WARRINGTON, Pa., Sept. 6, 2012 /PRNewswire/ -- Discovery Laboratories, Inc. (NASDAQ: DSCO), a specialty biotechnology company dedicated to advancing a new standard in respiratory critical care, today announced the publication of SURFAXIN ® (lucinactant) preclinical data in Pediatric Research. Using a well-established preterm lamb model of respiratory distress syndrome (RDS), study investigators concluded that early intervention with SURFAXIN may mitigate progression of pulmonary pathophysiological consequences of RDS when compared with the animal-derived surfactants Curosurf ® and Survanta ®. The newly-published data can be found in the September 2012 issue of Pediatric Research, a peer-reviewed medical journal widely read by academic neonatologists and other neonatal health care professionals.

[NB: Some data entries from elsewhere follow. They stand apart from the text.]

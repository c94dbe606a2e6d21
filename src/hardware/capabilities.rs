//! Instrument Capabilities
//!
//! Narrow traits that drivers implement for the operations they support.
//! Code that uses an instrument depends on the capability, never on the
//! transport behind it: the simulated supply and the TDK-Lambda ZUP satisfy the
//! same traits, one in memory and one through the port arbiter.
//!
//! - Every instrument implements `Openable + ConnectionTestable`
//! - A power supply additionally implements `VoltageCurrentControllable`
//!
//! [`PowerSupply`] is implemented automatically for anything providing all three.
//!
//! # Design Philosophy
//!
//! Each capability trait:
//! - Is async (uses #[async_trait])
//! - Is thread-safe (requires Send + Sync)
//! - Uses [`AppResult`] so failures keep their kind on the wire
//! - Takes `&self`; drivers use interior mutability for state
//!
//! # Example
//!
//! ```rust,ignore
//! async fn ramp<P: PowerSupply + ?Sized>(supply: &P, volts: &[f64]) -> AppResult<()> {
//!     supply.open().await?;
//!     supply.set_output_on(true).await?;
//!     for v in volts {
//!         supply.set_target_voltage(*v).await?;
//!     }
//!     supply.close().await
//! }
//! ```

use crate::error::AppResult;
use async_trait::async_trait;
use serde::{Deserialize, Serialize};
use std::fmt;

/// Regulation mode of a power supply output.
#[derive(Debug, Clone, Copy, PartialEq, Eq, Serialize, Deserialize)]
#[serde(rename_all = "SCREAMING_SNAKE_CASE")]
pub enum PowerSupplyMode {
    ConstantVoltage,
    ConstantCurrent,
}

impl fmt::Display for PowerSupplyMode {
    fn fmt(&self, f: &mut fmt::Formatter<'_>) -> fmt::Result {
        match self {
            PowerSupplyMode::ConstantVoltage => write!(f, "CONSTANT_VOLTAGE"),
            PowerSupplyMode::ConstantCurrent => write!(f, "CONSTANT_CURRENT"),
        }
    }
}

/// Capability: Connection Lifecycle
///
/// # Contract
/// - `open` binds whatever transport the instrument needs
/// - opens nest: each successful `open` is undone by exactly one `close`, and
///   only the last `close` releases the transport
/// - `close` without an outstanding `open` is a no-op, including when `open`
///   never ran or failed
#[async_trait]
pub trait Openable: Send + Sync {
    async fn open(&self) -> AppResult<()>;

    async fn close(&self) -> AppResult<()>;
}

/// Capability: Liveness Check
#[async_trait]
pub trait ConnectionTestable: Send + Sync {
    /// Cheap round-trip to the device.
    ///
    /// # Returns
    /// - Ok(()) if the device answered with a well-formed reply
    /// - Err(Connectivity) if it did not answer or the answer was unusable
    async fn test_connection(&self) -> AppResult<()>;
}

/// Capability: Voltage/Current Source
///
/// Each getter and setter corresponds to exactly one exchange with the device.
///
/// # Contract
/// - Voltages in volts, currents in amperes
/// - "target" values are the programmed set points
/// - "actual" values are measured at the output terminals
/// - Replies that do not match the device grammar are `ProtocolParse` errors
#[async_trait]
pub trait VoltageCurrentControllable: Send + Sync {
    async fn get_mode(&self) -> AppResult<PowerSupplyMode>;

    async fn is_output_on(&self) -> AppResult<bool>;

    async fn set_output_on(&self, on: bool) -> AppResult<()>;

    async fn get_target_voltage(&self) -> AppResult<f64>;

    async fn get_actual_voltage(&self) -> AppResult<f64>;

    async fn set_target_voltage(&self, volts: f64) -> AppResult<()>;

    async fn get_target_current(&self) -> AppResult<f64>;

    async fn get_actual_current(&self) -> AppResult<f64>;

    async fn set_target_current(&self, amps: f64) -> AppResult<()>;
}

/// A bench power supply: connection lifecycle plus voltage/current control.
pub trait PowerSupply: Openable + ConnectionTestable + VoltageCurrentControllable {}

impl<T> PowerSupply for T where T: Openable + ConnectionTestable + VoltageCurrentControllable {}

According to study findings, subjects receiving surfactant replacement therapy (SRT) using SURFAXIN had improved sustained oxygenation and lower ventilatory pressure requirements (p < 0.05) compared with no SRT or SRT using Curosurf or Survanta. In addition, SURFAXIN treatment resulted in an attenuated lung and systemic inflammatory response as well as a more uniform and robust preservation of lung structural integrity.
"Findings such as these improve our understanding of the role of SURFAXIN in modulating lung inflammation and preserving lung structure, and suggest that SURFAXIN may provide protection to the lung on both a mechanical and cellular level for potentially improved clinical outcomes," said Dr. Marla R. Wolfson, lead investigator and Professor of Physiology, Pediatrics, and Medicine at the Temple University School of Medicine. "The use of this RDS model allows us to further our understanding of potential mechanistic differences between surfactants in a way that may explain observations from clinical trials."
Investigators found that the lungs of preterm lambs that were treated with SURFAXIN were more homogenously expanded both within and between lung regions, a finding that is suggestive of more uniform distribution of surfactant throughout the lung. Investigators also found that the lungs of SURFAXIN treated lambs had less cellular debris and fewer inflammatory cells when compared with the lungs of non-treated lambs and the lambs treated with Curosurf and Survanta. The investigators also noted lower levels of inflammatory mediators following treatment with SURFAXIN compared with negative controls as well as both animal-derived surfactants.